Does Antibiotic Use in Livestock Lead to Resistant Bacteria? WHO Says Yes and Farmers Must Stop

With concerns of antibiotic resistance looming over the human population, the World Health Organization is telling farmers to stop using such drugs on animals intended for the food supply. (Image credit: Erica Woodson)

The issue of antibiotic-resistant bacteria has been part of public dialogue for some time, but the World Health Organization (WHO) recently came out with a more stern warning to farmers who regularly use antibiotics in healthy animals for the purposes of promoting growth and preventing disease.

Using antimicrobial medicines on farm animals is one of the leading causes of the rise of superbugs, resistant to all but the strongest antibiotics. Medical authorities warn that the antibiotics available to treat even relatively minor human diseases are running out because of the rapid rise of such resistance.

Usage of antibiotics for growth and prevention is common practice in Asia and the U.S., as well as some other areas of the world, though it has been banned across Europe.
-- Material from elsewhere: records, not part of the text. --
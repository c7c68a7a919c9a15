//! Keyboard and mouse state recorded from window events.

use std::collections::HashSet;
use std::hash::Hash;

pub use winit::keyboard::KeyCode;

#[derive(Debug, Clone, Copy, PartialEq, Eq, Hash)]
pub enum MouseButton {
    Left,
    Right,
    Middle,
}

impl MouseButton {
    /// `None` for the side and extra buttons.
    pub fn from_winit(button: winit::event::MouseButton) -> Option<Self> {
        use winit::event::MouseButton as Winit;
        Some(match button {
            Winit::Left => Self::Left,
            Winit::Right => Self::Right,
            Winit::Middle => Self::Middle,
            _ => return None,
        })
    }
}

/// Cursor position in client-area physical pixels.
#[derive(Debug, Clone, Copy, PartialEq, Default)]
pub struct MousePosition {
    pub x: f32,
    pub y: f32,
}

impl MousePosition {
    #[inline]
    pub const fn new(x: f32, y: f32) -> Self {
        Self { x, y }
    }
}

/// Held set for one kind of input plus the transitions since the last frame.
#[derive(Debug)]
struct Tracked<T> {
    held: HashSet<T>,
    went_down: HashSet<T>,
    went_up: HashSet<T>,
}

impl<T> Default for Tracked<T> {
    fn default() -> Self {
        Self {
            held: HashSet::new(),
            went_down: HashSet::new(),
            went_up: HashSet::new(),
        }
    }
}

impl<T: Copy + Eq + Hash> Tracked<T> {
    /// Auto-repeat of an already held input is not a transition.
    fn press(&mut self, item: T) {
        if self.held.insert(item) {
            self.went_down.insert(item);
        }
    }

    /// A release of something never pressed is ignored.
    fn release(&mut self, item: T) {
        if self.held.remove(&item) {
            self.went_up.insert(item);
        }
    }

    fn release_all(&mut self) {
        self.went_up.extend(self.held.drain());
    }

    fn clear_transitions(&mut self) {
        self.went_down.clear();
        self.went_up.clear();
    }
}

/// Input as seen by the window.
///
/// The `just_*` queries cover everything since the last
/// [`begin_frame`](Self::begin_frame).
#[derive(Debug, Default)]
pub struct InputState {
    keys: Tracked<KeyCode>,
    buttons: Tracked<MouseButton>,
    // None until the cursor first enters the window.
    cursor: Option<MousePosition>,
}

impl InputState {
    pub fn new() -> Self {
        Self::default()
    }

    pub fn begin_frame(&mut self) {
        self.keys.clear_transitions();
        self.buttons.clear_transitions();
    }

    pub fn on_key_pressed(&mut self, key: KeyCode) {
        self.keys.press(key);
    }

    pub fn on_key_released(&mut self, key: KeyCode) {
        self.keys.release(key);
    }

    pub fn on_mouse_pressed(&mut self, button: MouseButton) {
        self.buttons.press(button);
    }

    pub fn on_mouse_released(&mut self, button: MouseButton) {
        self.buttons.release(button);
    }

    pub fn on_mouse_moved(&mut self, x: f32, y: f32) {
        self.cursor = Some(MousePosition::new(x, y));
    }

    /// Treats every held key and button as released. Used on focus loss,
    /// after which the real release events go to another window.
    pub fn release_all(&mut self) {
        self.keys.release_all();
        self.buttons.release_all();
    }

    pub fn is_key_pressed(&self, key: KeyCode) -> bool {
        self.keys.held.contains(&key)
    }

    pub fn is_key_just_pressed(&self, key: KeyCode) -> bool {
        self.keys.went_down.contains(&key)
    }

    pub fn is_key_just_released(&self, key: KeyCode) -> bool {
        self.keys.went_up.contains(&key)
    }

    pub fn is_mouse_pressed(&self, button: MouseButton) -> bool {
        self.buttons.held.contains(&button)
    }

    pub fn is_mouse_just_pressed(&self, button: MouseButton) -> bool {
        self.buttons.went_down.contains(&button)
    }

    pub fn is_mouse_just_released(&self, button: MouseButton) -> bool {
        self.buttons.went_up.contains(&button)
    }

    pub fn pressed_keys(&self) -> impl Iterator<Item = KeyCode> + '_ {
        self.keys.held.iter().copied()
    }

    pub fn just_released_keys(&self) -> impl Iterator<Item = KeyCode> + '_ {
        self.keys.went_up.iter().copied()
    }

    #[inline]
    pub fn mouse_position(&self) -> Option<MousePosition> {
        self.cursor
    }
}
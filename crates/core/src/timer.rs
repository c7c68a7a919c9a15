//! Frame timer producing per-frame delta time.

use std::time::{Duration, Instant};

/// Measures the time between consecutive frames.
///
/// The first [`tick`](Self::tick) reports zero, so the frame after startup does not
/// see the time spent loading resources.
#[derive(Debug)]
pub struct FrameTimer {
    start: Instant,
    last_tick: Option<Instant>,
    frame_count: u64,
}

impl FrameTimer {
    /// Create a new timer, starting from now.
    pub fn new() -> Self {
        Self {
            start: Instant::now(),
            last_tick: None,
            frame_count: 0,
        }
    }

    /// Total elapsed time since the timer was created or reset.
    pub fn elapsed(&self) -> Duration {
        self.start.elapsed()
    }

    /// Total elapsed time in seconds.
    pub fn elapsed_secs(&self) -> f32 {
        self.elapsed().as_secs_f32()
    }

    /// Mark the end of a frame and return the time since the previous mark.
    pub fn tick(&mut self) -> Duration {
        let now = Instant::now();
        let delta = self.last_tick.map_or(Duration::ZERO, |last| now - last);
        self.last_tick = Some(now);
        self.frame_count += 1;
        delta
    }

    /// [`tick`](Self::tick) in seconds.
    pub fn delta_secs(&mut self) -> f32 {
        self.tick().as_secs_f32()
    }

    /// Number of ticks since creation or reset.
    pub fn frame_count(&self) -> u64 {
        self.frame_count
    }

    /// Reset to a freshly created state.
    pub fn reset(&mut self) {
        *self = Self::new();
    }
}

impl Default for FrameTimer {
    fn default() -> Self {
        Self::new()
    }
}

#[cfg(test)]
mod tests {
    use super::*;
    use std::thread;

    #[test]
    fn test_first_tick_is_zero() {
        let mut timer = FrameTimer::new();
        thread::sleep(Duration::from_millis(5));
        assert_eq!(timer.tick(), Duration::ZERO);
        assert_eq!(timer.frame_count(), 1);
    }

    #[test]
    fn test_second_tick_measures_gap() {
        let mut timer = FrameTimer::new();
        timer.tick();
        thread::sleep(Duration::from_millis(5));
        assert!(timer.delta_secs() >= 0.004);
    }

    #[test]
    fn test_reset() {
        let mut timer = FrameTimer::new();
        timer.tick();
        timer.tick();
        timer.reset();
        assert_eq!(timer.frame_count(), 0);
        assert_eq!(timer.tick(), Duration::ZERO);
    }
}
//! Binary semaphores and fences.
//!
//! Semaphores order work between queue operations (acquire, submit, present);
//! fences let the host block until a submission has retired.

use std::sync::Arc;

use ash::vk;

use crate::device::Device;
use crate::error::RhiResult;

/// Frame slots the host may record while the GPU still works on earlier ones.
pub const MAX_FRAMES_IN_FLIGHT: usize = 2;

pub struct Semaphore {
    device: Arc<Device>,
    raw: vk::Semaphore,
}

impl Semaphore {
    /// # Errors
    ///
    /// Returns a Vulkan error if creation fails.
    pub fn new(device: Arc<Device>) -> RhiResult<Self> {
        // SAFETY: Default create info describes a binary semaphore.
        let raw = unsafe {
            device
                .handle()
                .create_semaphore(&vk::SemaphoreCreateInfo::default(), None)?
        };
        Ok(Self { device, raw })
    }

    #[inline]
    pub fn handle(&self) -> vk::Semaphore {
        self.raw
    }
}

impl Drop for Semaphore {
    fn drop(&mut self) {
        // SAFETY: Owners drop semaphores only after the device has gone idle.
        unsafe { self.device.handle().destroy_semaphore(self.raw, None) };
    }
}

pub struct Fence {
    device: Arc<Device>,
    raw: vk::Fence,
}

impl Fence {
    /// Creates a fence; `signaled` makes the first [`Fence::wait`] return at once.
    ///
    /// # Errors
    ///
    /// Returns a Vulkan error if creation fails.
    pub fn new(device: Arc<Device>, signaled: bool) -> RhiResult<Self> {
        let mut flags = vk::FenceCreateFlags::empty();
        if signaled {
            flags |= vk::FenceCreateFlags::SIGNALED;
        }

        // SAFETY: The create info lives for the duration of the call.
        let raw = unsafe {
            device
                .handle()
                .create_fence(&vk::FenceCreateInfo::default().flags(flags), None)?
        };
        Ok(Self { device, raw })
    }

    #[inline]
    pub fn handle(&self) -> vk::Fence {
        self.raw
    }

    /// Blocks for at most `timeout_ns`.
    ///
    /// # Errors
    ///
    /// `vk::Result::TIMEOUT` when the deadline passes, or a device error.
    pub fn wait(&self, timeout_ns: u64) -> RhiResult<()> {
        // SAFETY: The fence was created from this device.
        unsafe {
            self.device
                .handle()
                .wait_for_fences(std::slice::from_ref(&self.raw), true, timeout_ns)?;
        }
        Ok(())
    }

    /// # Errors
    ///
    /// Returns a Vulkan error if the reset fails.
    pub fn reset(&self) -> RhiResult<()> {
        // SAFETY: Callers reset only after waiting, so no submission still uses it.
        unsafe {
            self.device
                .handle()
                .reset_fences(std::slice::from_ref(&self.raw))?;
        }
        Ok(())
    }
}

impl Drop for Fence {
    fn drop(&mut self) {
        // SAFETY: No pending submission signals the fence at drop time.
        unsafe { self.device.handle().destroy_fence(self.raw, None) };
    }
}
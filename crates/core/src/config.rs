//! Application configuration loaded from TOML.
//!
//! Every field has a default, so an empty or partial file is valid:
//!
//! ```toml
//! [window]
//! width = 1280
//! height = 720
//!
//! [render]
//! vsync = false
//! ```

use std::ffi::OsString;
use std::path::{Path, PathBuf};

use serde::Deserialize;
use tracing::{debug, info};

use crate::{Error, Result};

/// Environment variable that overrides the config file location.
pub const CONFIG_ENV_VAR: &str = "MESHVIEW_CONFIG";

/// Config file looked up in the working directory.
pub const DEFAULT_CONFIG_FILE: &str = "meshview.toml";

/// Top-level configuration.
#[derive(Debug, Clone, Default, Deserialize, PartialEq)]
#[serde(default, deny_unknown_fields)]
pub struct AppConfig {
    pub window: WindowConfig,
    pub render: RenderConfig,
    pub camera: CameraConfig,
    pub light: LightConfig,
    pub skybox: SkyboxConfig,
    pub assets: AssetConfig,
}

#[derive(Debug, Clone, Deserialize, PartialEq)]
#[serde(default, deny_unknown_fields)]
pub struct WindowConfig {
    pub title: String,
    pub width: u32,
    pub height: u32,
}

impl Default for WindowConfig {
    fn default() -> Self {
        Self {
            title: "meshview".to_string(),
            width: 1024,
            height: 768,
        }
    }
}

#[derive(Debug, Clone, Deserialize, PartialEq)]
#[serde(default, deny_unknown_fields)]
pub struct RenderConfig {
    /// Present synchronized to vertical blank.
    pub vsync: bool,
    /// Enable `VK_LAYER_KHRONOS_validation` and the debug messenger.
    pub validation: bool,
    /// Render target clear colour (RGBA).
    pub clear_color: [f32; 4],
}

impl Default for RenderConfig {
    fn default() -> Self {
        Self {
            vsync: true,
            validation: cfg!(debug_assertions),
            clear_color: [0.0, 0.3, 0.4, 1.0],
        }
    }
}

#[derive(Debug, Clone, Deserialize, PartialEq)]
#[serde(default, deny_unknown_fields)]
pub struct CameraConfig {
    /// Vertical field of view in radians.
    pub fov_y: f32,
    pub near: f32,
    pub far: f32,
    pub start_position: [f32; 3],
    /// Distance moved along the view direction per frame while a move key is held.
    pub forward_step: f32,
    /// Distance moved sideways per frame while a strafe key is held.
    pub strafe_step: f32,
    /// Radians per pixel-second of cursor offset from the window centre.
    pub mouse_sensitivity: f32,
}

impl Default for CameraConfig {
    fn default() -> Self {
        Self {
            fov_y: 1.57,
            near: 0.1,
            far: 100.0,
            start_position: [0.0, 0.0, -1.0],
            forward_step: 0.05,
            strafe_step: 0.1,
            mouse_sensitivity: 0.1,
        }
    }
}

#[derive(Debug, Clone, Deserialize, PartialEq)]
#[serde(default, deny_unknown_fields)]
pub struct LightConfig {
    /// Radians per second around the Y axis.
    pub rotation_speed: f32,
}

impl Default for LightConfig {
    fn default() -> Self {
        Self {
            rotation_speed: 0.707,
        }
    }
}

#[derive(Debug, Clone, Deserialize, PartialEq)]
#[serde(default, deny_unknown_fields)]
pub struct SkyboxConfig {
    pub scale: f32,
}

impl Default for SkyboxConfig {
    fn default() -> Self {
        Self { scale: 100.0 }
    }
}

#[derive(Debug, Clone, Deserialize, PartialEq)]
#[serde(default, deny_unknown_fields)]
pub struct AssetConfig {
    pub model_texture: PathBuf,
    pub sky_texture: PathBuf,
    pub model_mesh: PathBuf,
    /// Draw the built-in cube instead of `model_mesh`.
    pub use_builtin_cube: bool,
    pub sky_mesh: PathBuf,
    /// Directory holding the compiled `.spv` shaders.
    pub shader_dir: PathBuf,
}

impl Default for AssetConfig {
    fn default() -> Self {
        Self {
            model_texture: PathBuf::from("assets/textures/brick.png"),
            sky_texture: PathBuf::from("assets/textures/sky.jpg"),
            model_mesh: PathBuf::from("assets/meshes/suzanne.obj"),
            use_builtin_cube: false,
            sky_mesh: PathBuf::from("assets/meshes/sphere.obj"),
            shader_dir: PathBuf::from("shaders/spirv"),
        }
    }
}

impl AppConfig {
    /// Parse a configuration from TOML text.
    pub fn from_toml_str(text: &str) -> Result<Self> {
        let config: Self = toml::from_str(text)?;
        config.validate()?;
        Ok(config)
    }

    /// Load a configuration file.
    pub fn load(path: impl AsRef<Path>) -> Result<Self> {
        let path = path.as_ref();
        let text = std::fs::read_to_string(path).map_err(|source| Error::ReadFile {
            path: path.to_path_buf(),
            source,
        })?;
        let config = Self::from_toml_str(&text)?;
        info!("Loaded config from {}", path.display());
        Ok(config)
    }

    /// Load a configuration file, falling back to defaults when it does not exist.
    pub fn load_or_default(path: impl AsRef<Path>) -> Result<Self> {
        let path = path.as_ref();
        if !path.exists() {
            debug!("No config at {}, using defaults", path.display());
            return Ok(Self::default());
        }
        Self::load(path)
    }

    /// Config path from [`CONFIG_ENV_VAR`], else [`DEFAULT_CONFIG_FILE`].
    pub fn config_path() -> PathBuf {
        config_path_from(std::env::var_os(CONFIG_ENV_VAR))
    }

    fn validate(&self) -> Result<()> {
        if self.window.width == 0 || self.window.height == 0 {
            return Err(Error::Config("window size must be non-zero".to_string()));
        }
        let camera = &self.camera;
        if !(camera.near > 0.0 && camera.far > camera.near) {
            return Err(Error::Config(format!(
                "invalid clip planes: near {} far {}",
                camera.near, camera.far
            )));
        }
        if !(camera.fov_y > 0.0 && camera.fov_y < std::f32::consts::PI) {
            return Err(Error::Config(format!("invalid fov_y {}", camera.fov_y)));
        }
        Ok(())
    }
}

/// An empty override counts as unset.
fn config_path_from(env_value: Option<OsString>) -> PathBuf {
    env_value
        .filter(|value| !value.is_empty())
        .map_or_else(|| PathBuf::from(DEFAULT_CONFIG_FILE), PathBuf::from)
}
//! Path-keyed resource cache.
//!
//! Resources are keyed by the canonical absolute path of the file they came
//! from, so `assets/a.png` and `./assets/../assets/a.png` share one entry.

use std::collections::HashMap;
use std::path::{Path, PathBuf};
use std::sync::Arc;

use tracing::debug;

use crate::error::ResourceError;

#[derive(Debug)]
pub struct ResourceManager<R> {
    resources: HashMap<PathBuf, Arc<R>>,
}

impl<R> Default for ResourceManager<R> {
    fn default() -> Self {
        Self {
            resources: HashMap::new(),
        }
    }
}

impl<R> ResourceManager<R> {
    pub fn new() -> Self {
        Self::default()
    }

    /// Return the cached resource for `path`, or build it with `load`.
    ///
    /// `load` receives the canonical path and runs at most once per file.
    /// A failed load caches nothing.
    ///
    /// # Errors
    ///
    /// [`ResourceError::FileNotFound`] if `path` does not exist, or whatever
    /// `load` returns.
    pub fn create_resource_from_file<F, E>(&mut self, path: &Path, load: F) -> Result<Arc<R>, E>
    where
        F: FnOnce(&Path) -> Result<R, E>,
        E: From<ResourceError>,
    {
        let full_path = canonical_path(path)?;

        if let Some(resource) = self.resources.get(&full_path) {
            debug!("Resource cache hit: {:?}", full_path);
            return Ok(Arc::clone(resource));
        }

        let resource = Arc::new(load(&full_path)?);
        debug!("Resource cached: {:?}", full_path);
        self.resources.insert(full_path, Arc::clone(&resource));
        Ok(resource)
    }

    /// Cached resource for `path`, if any.
    pub fn get(&self, path: &Path) -> Option<Arc<R>> {
        let full_path = canonical_path(path).ok()?;
        self.resources.get(&full_path).cloned()
    }

    pub fn len(&self) -> usize {
        self.resources.len()
    }

    pub fn is_empty(&self) -> bool {
        self.resources.is_empty()
    }

    /// Drop every cached entry. Resources still referenced elsewhere survive.
    pub fn clear(&mut self) {
        self.resources.clear();
    }
}

fn canonical_path(path: &Path) -> Result<PathBuf, ResourceError> {
    path.canonicalize().map_err(|e| match e.kind() {
        std::io::ErrorKind::NotFound => ResourceError::FileNotFound(path.to_path_buf()),
        _ => ResourceError::Io(e),
    })
}

#[cfg(test)]
mod tests {
    use super::*;
    use std::cell::Cell;
    use std::fs;

    fn temp_file(name: &str, contents: &str) -> PathBuf {
        let dir = std::env::temp_dir().join(format!("meshview-manager-{}", std::process::id()));
        fs::create_dir_all(&dir).expect("create temp dir");
        let path = dir.join(name);
        fs::write(&path, contents).expect("write temp file");
        path
    }

    #[test]
    fn test_same_file_loaded_once() {
        let path = temp_file("once.txt", "hello");
        let mut manager: ResourceManager<String> = ResourceManager::new();
        let calls = Cell::new(0);

        let load = |p: &Path| {
            calls.set(calls.get() + 1);
            fs::read_to_string(p).map_err(ResourceError::from)
        };

        let a = manager
            .create_resource_from_file(&path, load)
            .expect("first load");
        let b = manager
            .create_resource_from_file(&path, load)
            .expect("cached load");

        assert_eq!(calls.get(), 1);
        assert!(Arc::ptr_eq(&a, &b));
        assert_eq!(*a, "hello");
        assert_eq!(manager.len(), 1);
    }

    #[test]
    fn test_different_spellings_share_entry() {
        let path = temp_file("spelling.txt", "x");
        let parent = path.parent().expect("has parent");
        let dir_name = parent.file_name().expect("dir name");
        let alternate = parent.join("..").join(dir_name).join("spelling.txt");

        let mut manager: ResourceManager<usize> = ResourceManager::new();
        let a = manager
            .create_resource_from_file(&path, |_| Ok::<_, ResourceError>(1))
            .expect("load");
        let b = manager
            .create_resource_from_file(&alternate, |_| Ok::<_, ResourceError>(2))
            .expect("load");

        assert!(Arc::ptr_eq(&a, &b));
        assert_eq!(*b, 1);
    }

    #[test]
    fn test_missing_file_is_not_found() {
        let mut manager: ResourceManager<()> = ResourceManager::new();
        let result = manager.create_resource_from_file(Path::new("missing/file.bin"), |_| {
            Ok::<_, ResourceError>(())
        });
        assert!(matches!(result, Err(ResourceError::FileNotFound(_))));
        assert!(manager.is_empty());
    }

    #[test]
    fn test_failed_load_not_cached() {
        let path = temp_file("fails.txt", "");
        let mut manager: ResourceManager<()> = ResourceManager::new();

        let result = manager.create_resource_from_file(&path, |p| {
            Err::<(), _>(ResourceError::NoMeshes(p.to_path_buf()))
        });
        assert!(result.is_err());
        assert!(manager.get(&path).is_none());

        manager
            .create_resource_from_file(&path, |_| Ok::<_, ResourceError>(()))
            .expect("second attempt succeeds");
        assert_eq!(manager.len(), 1);
    }
}
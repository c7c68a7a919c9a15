//! Resource loading and management.
//!
//! This crate handles the CPU side of assets:
//! - OBJ mesh loading and the built-in cube
//! - Image decoding to RGBA8
//! - A path-keyed cache shared by the texture and mesh managers
//! - The constant buffer layout the shaders read

pub mod constants;
mod error;
pub mod image_data;
pub mod manager;
pub mod mesh;

pub use constants::SceneConstants;
pub use error::{ResourceError, ResourceResult};
pub use image_data::ImageData;
pub use manager::ResourceManager;
pub use mesh::MeshData;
The WHO reported on Tuesday that in some countries, as much as 80% of antibiotic use is on farm animals. Even in some countries where routine use for enhancing growth is banned, more antibiotics are used on animals than on humans.

In its newest guidelines, the WHO advises against using the most powerful antibiotics in animals for any reason, reserving application solely for humans.

This should apply, according to the WHO, even in cases where an illness has been diagnosed in a food-producing animal. Implementing this could require animals to be quarantined, allowed to die, or for herds to be culled in order to halt the spread of a serious disease rather than attempting to cure it.

The WHO's recommendations were based on new research that found limiting antibiotic use in farm animals resulted in up to a 39 percent decrease in resistant bacteria among livestock populations.

Kazuaki Miyagishima, director of food safety at the WHO, said the links between antibiotic use on farms and risks to human health were clear: “Scientific evidence demonstrates that overuse of antibiotics in animals can contribute to the emergence of antibiotic resistance. The volume of antibiotics used in animals is continuing to increase worldwide, driven by a growing demand for foods of animal origin, often produced through intensive animal husbandry.”

Though it has no authority to implement recommended changes, the WHO is hopeful that national governments will follow its lead.

Restricting our remaining effective antibiotics for human use is crucial because of the lack of alternatives available. “There are very few promising options in the research pipeline” for new antibiotics to replace those that are becoming ineffective because of overuse and resistance, the WHO warned.